Yusi Al-, Sidi Lahcen
- (1631-1691)His full name is Abu `Ali al-Hasan Ibn Mas`ud Ibn Muhammad Ibn `Ali Ibn Yusuf Ibn Dawud Ibn Yadressan al-Buhadiwi. He is also known as Hassan al-Yusi. He was one of the greatest Moroccan scholars, and after his death he has been venerated as a saint. Al Yusi was born in the Aït Yussi of Enjil tribe south of Fès. The Aït Yussi tribe belongs to the Aït Idrassen confederation of the Middle Atlas Mountains.
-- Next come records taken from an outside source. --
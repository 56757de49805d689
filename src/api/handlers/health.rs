use crate::{GIT_COMMIT_HASH, store::SharedStore};
use axum::{
    body::Body,
    extract::Extension,
    http::{HeaderMap, HeaderValue, Method, StatusCode},
    response::{IntoResponse, Json},
};
use serde::{Deserialize, Serialize};
use tracing::{debug, error};
use utoipa::ToSchema;

#[derive(ToSchema, Serialize, Deserialize, Debug)]
pub struct Health {
    commit: String,
    name: String,
    version: String,
    store: String,
}

#[utoipa::path(
    get,
    path= "/health",
    responses (
        (status = 200, description = "User store is reachable", body = Health),
        (status = 503, description = "User store is unreachable", body = Health)
    ),
    tag= "health"
)]
// axum handler for health
pub async fn health(method: Method, Extension(store): Extension<SharedStore>) -> impl IntoResponse {
    let result = store.ping().await.map_err(|error| {
        error!("User store ping failed: {}", error);

        StatusCode::SERVICE_UNAVAILABLE
    });

    let health = Health {
        commit: GIT_COMMIT_HASH.to_string(),
        name: env!("CARGO_PKG_NAME").to_string(),
        version: env!("CARGO_PKG_VERSION").to_string(),
        store: if result.is_ok() {
            "ok".to_string()
        } else {
            "error".to_string()
        },
    };

    let body = if method == Method::GET {
        Json(&health).into_response()
    } else {
        Body::empty().into_response()
    };

    let short_hash = if health.commit.len() > 7 {
        health.commit.get(0..7).unwrap_or_default()
    } else {
        ""
    };

    let headers = format!("{}:{}:{}", health.name, health.version, short_hash)
        .parse::<HeaderValue>()
        .map(|x_app_header_value| {
            debug!("X-App header: {:?}", x_app_header_value);

            let mut headers = HeaderMap::new();

            headers.insert("X-App", x_app_header_value);

            headers
        })
        .map_err(|err| {
            error!("Failed to parse X-App header: {}", err);
        });

    let headers = headers.unwrap_or_else(|()| HeaderMap::new());

    match result {
        Ok(()) => (StatusCode::OK, headers, body),
        Err(status) => (status, headers, body),
    }
}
He was trained in Sijilmassa, Tamgrut in the Drâa, the Sous, and Marrakech. After he left Tamgrut, he spent 15 years teaching in the Dila zawiya until it was destroyed by Moulay Rachid in 1668. Afterward, he taught at al-Qarawiyin for five years, soon after left to teach in Marrakech at the mosque of the Shorfa, and then spent the remainder of his life undertaking several pilgrimages to the holy cities of the east. He died in 1691, and he is buried in the village of Tamzzazt (later called Sidi Lahcen near Sefrou), which is itself a major pilgrimage destination. A prolific writer, a restless traveler, as well as a holy man of considerable baraka (divine grace), al-Yussi is said to have authored about 48 books on literature, poetry, legal commentaries, and theological treaties, some of which have been lost. One of significant scholarly interest is his Muhadarat (Lectures), which is a register of major ideas, events, and debates of all sorts of the 17th century. He is also known for his three epistles to Sultan Moulay Isma`il (1672-1727) reminding the sultan of the limits of his power and denouncing his abuse of power. A biography of the life and times of al-Yusi is available in French by Jacques Berque (1958).
Historical Dictionary of the Berbers (Imazighen) . Hsain Ilahiane. 2014.